Instructions to follow: Tally every line in the entries below that holds "WaCondition", then give only the total.
------------------------------------------------------------
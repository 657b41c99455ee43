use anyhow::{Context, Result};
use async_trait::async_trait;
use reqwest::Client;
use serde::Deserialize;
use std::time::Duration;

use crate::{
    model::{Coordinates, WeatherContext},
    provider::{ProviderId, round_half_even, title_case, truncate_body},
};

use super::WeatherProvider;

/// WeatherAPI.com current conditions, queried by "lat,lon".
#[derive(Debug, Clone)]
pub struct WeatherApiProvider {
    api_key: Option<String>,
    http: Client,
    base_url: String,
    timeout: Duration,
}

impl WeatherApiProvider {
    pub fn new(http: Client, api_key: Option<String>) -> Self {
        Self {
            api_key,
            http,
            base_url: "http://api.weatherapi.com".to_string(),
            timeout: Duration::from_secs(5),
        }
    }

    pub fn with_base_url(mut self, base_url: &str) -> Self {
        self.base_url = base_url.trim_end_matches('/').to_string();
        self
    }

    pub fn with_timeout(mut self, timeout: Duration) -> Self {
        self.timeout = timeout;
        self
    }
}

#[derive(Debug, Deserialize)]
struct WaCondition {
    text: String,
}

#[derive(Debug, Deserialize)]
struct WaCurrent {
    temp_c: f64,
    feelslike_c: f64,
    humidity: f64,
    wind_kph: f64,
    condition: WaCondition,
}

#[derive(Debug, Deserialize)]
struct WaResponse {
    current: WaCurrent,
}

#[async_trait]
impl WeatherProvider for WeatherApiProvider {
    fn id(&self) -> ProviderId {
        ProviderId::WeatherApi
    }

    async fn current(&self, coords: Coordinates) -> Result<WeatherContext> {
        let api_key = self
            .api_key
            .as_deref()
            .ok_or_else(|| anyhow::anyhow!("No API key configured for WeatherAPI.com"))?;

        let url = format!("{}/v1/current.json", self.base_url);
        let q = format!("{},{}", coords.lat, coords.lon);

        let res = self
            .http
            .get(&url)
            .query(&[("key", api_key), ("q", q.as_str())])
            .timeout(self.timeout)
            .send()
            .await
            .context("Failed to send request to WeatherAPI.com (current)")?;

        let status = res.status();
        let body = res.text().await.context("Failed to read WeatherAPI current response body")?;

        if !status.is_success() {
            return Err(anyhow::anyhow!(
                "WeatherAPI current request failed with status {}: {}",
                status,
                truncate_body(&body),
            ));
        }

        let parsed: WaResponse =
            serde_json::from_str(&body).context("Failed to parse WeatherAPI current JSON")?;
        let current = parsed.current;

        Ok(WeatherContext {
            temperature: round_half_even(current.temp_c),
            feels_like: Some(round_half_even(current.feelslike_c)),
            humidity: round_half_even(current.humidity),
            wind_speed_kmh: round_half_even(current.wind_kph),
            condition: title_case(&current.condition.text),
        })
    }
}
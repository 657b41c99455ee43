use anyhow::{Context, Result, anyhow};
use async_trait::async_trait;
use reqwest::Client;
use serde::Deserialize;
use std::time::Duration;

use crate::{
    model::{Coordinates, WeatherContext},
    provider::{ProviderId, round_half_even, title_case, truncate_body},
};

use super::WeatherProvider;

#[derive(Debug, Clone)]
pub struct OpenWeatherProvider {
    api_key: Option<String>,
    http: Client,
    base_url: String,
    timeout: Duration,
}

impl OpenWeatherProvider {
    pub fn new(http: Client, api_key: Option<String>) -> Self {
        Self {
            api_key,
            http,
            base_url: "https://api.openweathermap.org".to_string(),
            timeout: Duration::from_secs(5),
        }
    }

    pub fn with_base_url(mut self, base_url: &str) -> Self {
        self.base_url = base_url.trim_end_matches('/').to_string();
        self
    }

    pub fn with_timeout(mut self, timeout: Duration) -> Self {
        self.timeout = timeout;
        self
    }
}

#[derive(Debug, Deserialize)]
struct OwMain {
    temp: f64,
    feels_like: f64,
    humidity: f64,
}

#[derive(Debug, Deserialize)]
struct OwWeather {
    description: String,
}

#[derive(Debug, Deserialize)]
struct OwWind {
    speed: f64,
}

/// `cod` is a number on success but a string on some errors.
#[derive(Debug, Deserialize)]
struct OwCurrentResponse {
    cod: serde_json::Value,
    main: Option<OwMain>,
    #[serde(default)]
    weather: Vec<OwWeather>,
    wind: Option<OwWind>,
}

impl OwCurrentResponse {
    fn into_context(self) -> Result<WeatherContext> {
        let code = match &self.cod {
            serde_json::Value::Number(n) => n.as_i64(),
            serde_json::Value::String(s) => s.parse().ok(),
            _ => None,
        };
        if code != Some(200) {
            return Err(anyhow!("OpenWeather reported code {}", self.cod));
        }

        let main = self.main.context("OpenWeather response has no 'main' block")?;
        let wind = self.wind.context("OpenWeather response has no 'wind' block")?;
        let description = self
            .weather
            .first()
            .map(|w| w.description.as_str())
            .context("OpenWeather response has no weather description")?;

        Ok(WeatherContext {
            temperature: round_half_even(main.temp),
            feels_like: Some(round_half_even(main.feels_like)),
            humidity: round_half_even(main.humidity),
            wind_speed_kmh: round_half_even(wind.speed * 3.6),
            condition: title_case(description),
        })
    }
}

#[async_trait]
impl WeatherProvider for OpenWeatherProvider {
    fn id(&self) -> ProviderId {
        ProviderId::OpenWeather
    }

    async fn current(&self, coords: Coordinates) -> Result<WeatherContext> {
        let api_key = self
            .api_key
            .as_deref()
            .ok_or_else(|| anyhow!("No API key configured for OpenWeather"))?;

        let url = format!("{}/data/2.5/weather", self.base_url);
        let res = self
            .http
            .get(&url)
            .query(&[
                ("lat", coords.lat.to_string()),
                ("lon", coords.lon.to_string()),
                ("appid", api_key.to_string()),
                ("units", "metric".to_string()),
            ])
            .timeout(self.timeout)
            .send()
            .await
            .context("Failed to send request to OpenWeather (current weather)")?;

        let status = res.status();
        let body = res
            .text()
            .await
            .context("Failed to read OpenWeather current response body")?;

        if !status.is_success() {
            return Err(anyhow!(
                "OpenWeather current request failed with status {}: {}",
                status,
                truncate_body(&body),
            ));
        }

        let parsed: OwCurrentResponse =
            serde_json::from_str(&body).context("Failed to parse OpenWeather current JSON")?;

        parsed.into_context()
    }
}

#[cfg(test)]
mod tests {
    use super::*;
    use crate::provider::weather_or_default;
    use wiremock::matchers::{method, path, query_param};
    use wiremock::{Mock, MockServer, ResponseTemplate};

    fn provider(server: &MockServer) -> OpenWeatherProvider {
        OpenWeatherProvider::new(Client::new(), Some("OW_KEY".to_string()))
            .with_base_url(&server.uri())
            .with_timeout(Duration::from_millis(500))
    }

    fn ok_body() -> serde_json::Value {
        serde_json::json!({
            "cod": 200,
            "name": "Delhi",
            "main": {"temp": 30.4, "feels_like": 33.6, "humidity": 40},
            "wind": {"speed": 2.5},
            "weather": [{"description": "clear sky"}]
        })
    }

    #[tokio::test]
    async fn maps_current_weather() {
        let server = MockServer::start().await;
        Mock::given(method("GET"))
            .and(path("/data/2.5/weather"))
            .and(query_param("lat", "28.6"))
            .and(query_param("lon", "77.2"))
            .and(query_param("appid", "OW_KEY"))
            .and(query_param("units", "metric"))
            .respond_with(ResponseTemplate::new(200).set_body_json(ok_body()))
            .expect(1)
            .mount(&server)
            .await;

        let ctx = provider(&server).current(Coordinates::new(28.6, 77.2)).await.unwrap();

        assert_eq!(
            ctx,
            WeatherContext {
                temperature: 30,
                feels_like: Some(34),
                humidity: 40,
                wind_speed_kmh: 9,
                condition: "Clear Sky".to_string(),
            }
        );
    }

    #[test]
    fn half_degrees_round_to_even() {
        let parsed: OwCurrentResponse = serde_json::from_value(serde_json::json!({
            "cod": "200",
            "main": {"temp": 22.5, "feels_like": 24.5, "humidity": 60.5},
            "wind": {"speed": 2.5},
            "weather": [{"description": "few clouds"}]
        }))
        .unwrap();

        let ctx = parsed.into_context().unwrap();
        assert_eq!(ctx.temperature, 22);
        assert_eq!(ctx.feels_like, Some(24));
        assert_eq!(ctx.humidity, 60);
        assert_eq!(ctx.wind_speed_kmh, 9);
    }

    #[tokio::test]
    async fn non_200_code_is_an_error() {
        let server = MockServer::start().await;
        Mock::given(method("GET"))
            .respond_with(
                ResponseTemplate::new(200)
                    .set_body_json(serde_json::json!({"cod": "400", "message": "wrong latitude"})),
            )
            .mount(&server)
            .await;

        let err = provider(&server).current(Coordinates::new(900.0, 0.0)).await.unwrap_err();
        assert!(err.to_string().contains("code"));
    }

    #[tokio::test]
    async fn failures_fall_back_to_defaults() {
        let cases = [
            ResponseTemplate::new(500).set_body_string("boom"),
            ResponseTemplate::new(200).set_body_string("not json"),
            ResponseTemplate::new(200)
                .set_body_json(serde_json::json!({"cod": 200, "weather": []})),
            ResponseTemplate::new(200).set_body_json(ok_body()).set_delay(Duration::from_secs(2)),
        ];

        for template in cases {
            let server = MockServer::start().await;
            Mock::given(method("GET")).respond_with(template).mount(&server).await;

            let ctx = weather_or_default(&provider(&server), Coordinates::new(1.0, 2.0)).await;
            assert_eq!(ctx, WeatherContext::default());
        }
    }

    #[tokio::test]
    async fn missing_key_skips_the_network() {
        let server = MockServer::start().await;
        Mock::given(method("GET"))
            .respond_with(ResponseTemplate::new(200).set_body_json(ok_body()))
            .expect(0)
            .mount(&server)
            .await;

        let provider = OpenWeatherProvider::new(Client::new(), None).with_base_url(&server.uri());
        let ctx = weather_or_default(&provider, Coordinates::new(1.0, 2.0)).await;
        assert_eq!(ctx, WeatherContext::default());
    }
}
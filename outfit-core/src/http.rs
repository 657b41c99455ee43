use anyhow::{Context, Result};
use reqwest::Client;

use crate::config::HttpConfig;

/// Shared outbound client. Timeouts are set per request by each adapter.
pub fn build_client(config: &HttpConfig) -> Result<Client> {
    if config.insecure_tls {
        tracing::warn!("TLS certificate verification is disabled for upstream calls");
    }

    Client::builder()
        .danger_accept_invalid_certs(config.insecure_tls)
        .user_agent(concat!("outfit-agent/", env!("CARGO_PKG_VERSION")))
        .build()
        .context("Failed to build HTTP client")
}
------------------------------------------------------------
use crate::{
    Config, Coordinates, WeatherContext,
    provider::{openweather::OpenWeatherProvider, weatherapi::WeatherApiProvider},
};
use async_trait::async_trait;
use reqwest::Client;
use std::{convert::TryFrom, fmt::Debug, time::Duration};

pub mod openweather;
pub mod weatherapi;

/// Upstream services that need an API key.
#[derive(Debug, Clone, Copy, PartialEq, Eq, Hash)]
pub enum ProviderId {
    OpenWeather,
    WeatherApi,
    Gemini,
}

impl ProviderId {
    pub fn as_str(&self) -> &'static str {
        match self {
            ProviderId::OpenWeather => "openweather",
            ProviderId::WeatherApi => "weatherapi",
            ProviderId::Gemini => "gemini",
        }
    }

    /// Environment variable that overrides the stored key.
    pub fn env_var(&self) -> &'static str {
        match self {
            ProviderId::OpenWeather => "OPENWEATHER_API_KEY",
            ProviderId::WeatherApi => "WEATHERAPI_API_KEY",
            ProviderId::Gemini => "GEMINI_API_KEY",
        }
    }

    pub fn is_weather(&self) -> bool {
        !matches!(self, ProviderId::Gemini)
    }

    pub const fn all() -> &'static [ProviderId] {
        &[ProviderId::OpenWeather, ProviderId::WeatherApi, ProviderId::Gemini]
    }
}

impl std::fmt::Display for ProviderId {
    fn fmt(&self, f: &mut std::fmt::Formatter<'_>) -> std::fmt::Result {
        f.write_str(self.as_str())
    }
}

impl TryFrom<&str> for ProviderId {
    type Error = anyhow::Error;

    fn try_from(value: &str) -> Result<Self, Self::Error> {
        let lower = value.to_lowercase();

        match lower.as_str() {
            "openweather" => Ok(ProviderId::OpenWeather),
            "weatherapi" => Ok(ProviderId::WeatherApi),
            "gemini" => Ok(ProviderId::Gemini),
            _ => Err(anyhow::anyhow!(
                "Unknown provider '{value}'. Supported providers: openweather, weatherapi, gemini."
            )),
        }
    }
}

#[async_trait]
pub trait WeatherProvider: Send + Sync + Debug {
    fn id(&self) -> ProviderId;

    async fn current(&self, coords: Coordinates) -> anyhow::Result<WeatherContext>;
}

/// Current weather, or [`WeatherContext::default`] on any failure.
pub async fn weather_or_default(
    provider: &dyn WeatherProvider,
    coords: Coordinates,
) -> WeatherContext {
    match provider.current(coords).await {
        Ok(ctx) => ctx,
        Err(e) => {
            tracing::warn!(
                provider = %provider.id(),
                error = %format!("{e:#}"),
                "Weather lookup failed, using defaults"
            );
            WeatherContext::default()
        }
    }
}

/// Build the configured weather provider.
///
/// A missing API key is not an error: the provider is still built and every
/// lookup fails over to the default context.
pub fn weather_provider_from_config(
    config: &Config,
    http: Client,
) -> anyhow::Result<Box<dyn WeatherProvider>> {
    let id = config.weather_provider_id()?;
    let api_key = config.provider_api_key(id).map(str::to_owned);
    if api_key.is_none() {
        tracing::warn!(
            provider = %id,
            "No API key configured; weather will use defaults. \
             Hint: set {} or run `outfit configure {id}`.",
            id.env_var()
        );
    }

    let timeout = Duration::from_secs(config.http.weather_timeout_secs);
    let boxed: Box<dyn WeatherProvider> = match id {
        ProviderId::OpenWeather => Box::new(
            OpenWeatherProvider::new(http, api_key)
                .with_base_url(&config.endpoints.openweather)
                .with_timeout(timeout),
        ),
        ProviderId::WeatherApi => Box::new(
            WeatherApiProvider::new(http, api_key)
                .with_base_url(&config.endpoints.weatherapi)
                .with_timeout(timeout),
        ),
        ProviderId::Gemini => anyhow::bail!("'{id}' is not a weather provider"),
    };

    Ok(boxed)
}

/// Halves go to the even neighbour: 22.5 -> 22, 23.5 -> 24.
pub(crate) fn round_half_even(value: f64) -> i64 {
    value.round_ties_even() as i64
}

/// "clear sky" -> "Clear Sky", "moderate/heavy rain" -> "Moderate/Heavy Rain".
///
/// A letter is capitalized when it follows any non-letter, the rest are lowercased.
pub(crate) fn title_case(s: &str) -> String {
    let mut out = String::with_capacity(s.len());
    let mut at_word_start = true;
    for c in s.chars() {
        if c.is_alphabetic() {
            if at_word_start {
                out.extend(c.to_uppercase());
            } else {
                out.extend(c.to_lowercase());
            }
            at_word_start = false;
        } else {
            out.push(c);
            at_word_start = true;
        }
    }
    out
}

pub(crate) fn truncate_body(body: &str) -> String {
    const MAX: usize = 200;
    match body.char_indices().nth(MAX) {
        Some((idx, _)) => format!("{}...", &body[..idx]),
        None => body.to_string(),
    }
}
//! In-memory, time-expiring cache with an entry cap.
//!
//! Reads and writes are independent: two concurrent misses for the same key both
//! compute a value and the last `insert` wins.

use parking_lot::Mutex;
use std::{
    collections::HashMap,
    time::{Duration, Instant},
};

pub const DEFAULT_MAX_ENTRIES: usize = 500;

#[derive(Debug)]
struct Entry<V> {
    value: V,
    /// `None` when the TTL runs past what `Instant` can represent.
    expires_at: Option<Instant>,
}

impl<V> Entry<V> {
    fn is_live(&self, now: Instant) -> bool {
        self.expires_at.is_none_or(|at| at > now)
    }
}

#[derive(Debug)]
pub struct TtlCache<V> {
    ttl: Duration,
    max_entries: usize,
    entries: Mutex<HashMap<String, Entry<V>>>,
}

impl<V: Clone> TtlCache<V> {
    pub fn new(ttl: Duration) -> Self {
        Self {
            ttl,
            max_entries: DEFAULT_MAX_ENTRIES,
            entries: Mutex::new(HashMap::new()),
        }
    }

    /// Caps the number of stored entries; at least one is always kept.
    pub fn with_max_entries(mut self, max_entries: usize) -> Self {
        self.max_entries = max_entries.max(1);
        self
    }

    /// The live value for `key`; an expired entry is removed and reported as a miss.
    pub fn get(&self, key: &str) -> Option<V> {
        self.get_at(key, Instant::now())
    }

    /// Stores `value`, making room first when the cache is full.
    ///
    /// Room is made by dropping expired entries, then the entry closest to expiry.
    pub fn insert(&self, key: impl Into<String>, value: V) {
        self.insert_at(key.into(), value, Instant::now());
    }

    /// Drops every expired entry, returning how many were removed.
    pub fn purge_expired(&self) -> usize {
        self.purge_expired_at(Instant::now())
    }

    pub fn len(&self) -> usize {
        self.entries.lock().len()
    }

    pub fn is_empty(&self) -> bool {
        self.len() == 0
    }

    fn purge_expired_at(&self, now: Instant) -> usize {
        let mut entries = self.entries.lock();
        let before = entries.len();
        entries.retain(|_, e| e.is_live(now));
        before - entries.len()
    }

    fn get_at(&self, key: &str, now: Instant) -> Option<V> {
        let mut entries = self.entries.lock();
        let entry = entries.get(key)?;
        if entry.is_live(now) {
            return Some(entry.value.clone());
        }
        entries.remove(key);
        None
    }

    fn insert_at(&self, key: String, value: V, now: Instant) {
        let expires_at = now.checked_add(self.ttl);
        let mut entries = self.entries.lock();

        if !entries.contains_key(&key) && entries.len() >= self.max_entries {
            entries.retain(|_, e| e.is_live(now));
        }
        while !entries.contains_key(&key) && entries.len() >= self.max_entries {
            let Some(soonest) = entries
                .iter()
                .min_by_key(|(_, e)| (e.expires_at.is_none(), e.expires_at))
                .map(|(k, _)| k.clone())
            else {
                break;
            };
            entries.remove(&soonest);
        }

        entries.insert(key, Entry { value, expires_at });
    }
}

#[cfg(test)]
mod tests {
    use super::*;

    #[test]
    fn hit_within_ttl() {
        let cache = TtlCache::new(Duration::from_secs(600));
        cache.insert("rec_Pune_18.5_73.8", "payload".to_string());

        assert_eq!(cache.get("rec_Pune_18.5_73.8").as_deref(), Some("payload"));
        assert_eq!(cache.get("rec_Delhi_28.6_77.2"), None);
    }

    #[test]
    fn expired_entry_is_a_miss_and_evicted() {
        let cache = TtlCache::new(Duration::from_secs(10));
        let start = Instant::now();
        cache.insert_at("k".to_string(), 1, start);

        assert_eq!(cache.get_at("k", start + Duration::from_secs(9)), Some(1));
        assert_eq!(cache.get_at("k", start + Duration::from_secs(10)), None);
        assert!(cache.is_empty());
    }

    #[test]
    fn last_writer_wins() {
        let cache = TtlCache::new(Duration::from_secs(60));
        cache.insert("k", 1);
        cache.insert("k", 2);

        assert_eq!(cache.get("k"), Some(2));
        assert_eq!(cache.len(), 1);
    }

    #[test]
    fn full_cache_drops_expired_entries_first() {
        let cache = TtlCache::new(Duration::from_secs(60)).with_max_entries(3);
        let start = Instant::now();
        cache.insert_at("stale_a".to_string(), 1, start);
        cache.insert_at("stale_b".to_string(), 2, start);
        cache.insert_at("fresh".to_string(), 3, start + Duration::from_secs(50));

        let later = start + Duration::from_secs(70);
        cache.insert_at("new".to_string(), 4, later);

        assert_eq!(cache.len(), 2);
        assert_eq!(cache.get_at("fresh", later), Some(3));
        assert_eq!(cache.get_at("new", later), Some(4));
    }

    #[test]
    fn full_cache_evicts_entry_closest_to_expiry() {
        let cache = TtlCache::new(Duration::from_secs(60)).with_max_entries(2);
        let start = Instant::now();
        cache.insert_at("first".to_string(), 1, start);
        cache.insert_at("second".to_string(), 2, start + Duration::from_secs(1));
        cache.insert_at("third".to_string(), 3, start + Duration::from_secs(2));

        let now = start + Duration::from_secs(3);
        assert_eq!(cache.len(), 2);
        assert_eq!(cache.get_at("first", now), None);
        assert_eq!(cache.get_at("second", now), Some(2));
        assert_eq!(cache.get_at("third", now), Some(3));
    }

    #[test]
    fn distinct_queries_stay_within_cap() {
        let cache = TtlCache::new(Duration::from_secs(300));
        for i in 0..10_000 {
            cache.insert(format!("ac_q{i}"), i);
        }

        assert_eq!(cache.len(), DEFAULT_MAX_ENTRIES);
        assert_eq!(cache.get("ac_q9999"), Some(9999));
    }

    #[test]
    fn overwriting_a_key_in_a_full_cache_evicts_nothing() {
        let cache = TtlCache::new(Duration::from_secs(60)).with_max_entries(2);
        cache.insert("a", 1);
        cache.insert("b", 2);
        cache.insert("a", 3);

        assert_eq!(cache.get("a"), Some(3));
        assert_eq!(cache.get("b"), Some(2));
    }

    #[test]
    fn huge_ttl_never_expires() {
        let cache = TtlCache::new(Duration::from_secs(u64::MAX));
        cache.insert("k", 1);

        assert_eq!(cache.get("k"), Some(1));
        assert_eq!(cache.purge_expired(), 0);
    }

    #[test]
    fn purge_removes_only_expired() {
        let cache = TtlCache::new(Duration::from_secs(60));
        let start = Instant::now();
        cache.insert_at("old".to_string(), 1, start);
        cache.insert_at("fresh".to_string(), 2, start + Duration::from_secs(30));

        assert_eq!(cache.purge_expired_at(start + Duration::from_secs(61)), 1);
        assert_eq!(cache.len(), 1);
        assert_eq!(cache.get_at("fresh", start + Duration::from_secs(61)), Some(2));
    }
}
------------------------------------------------------------
Task result: 2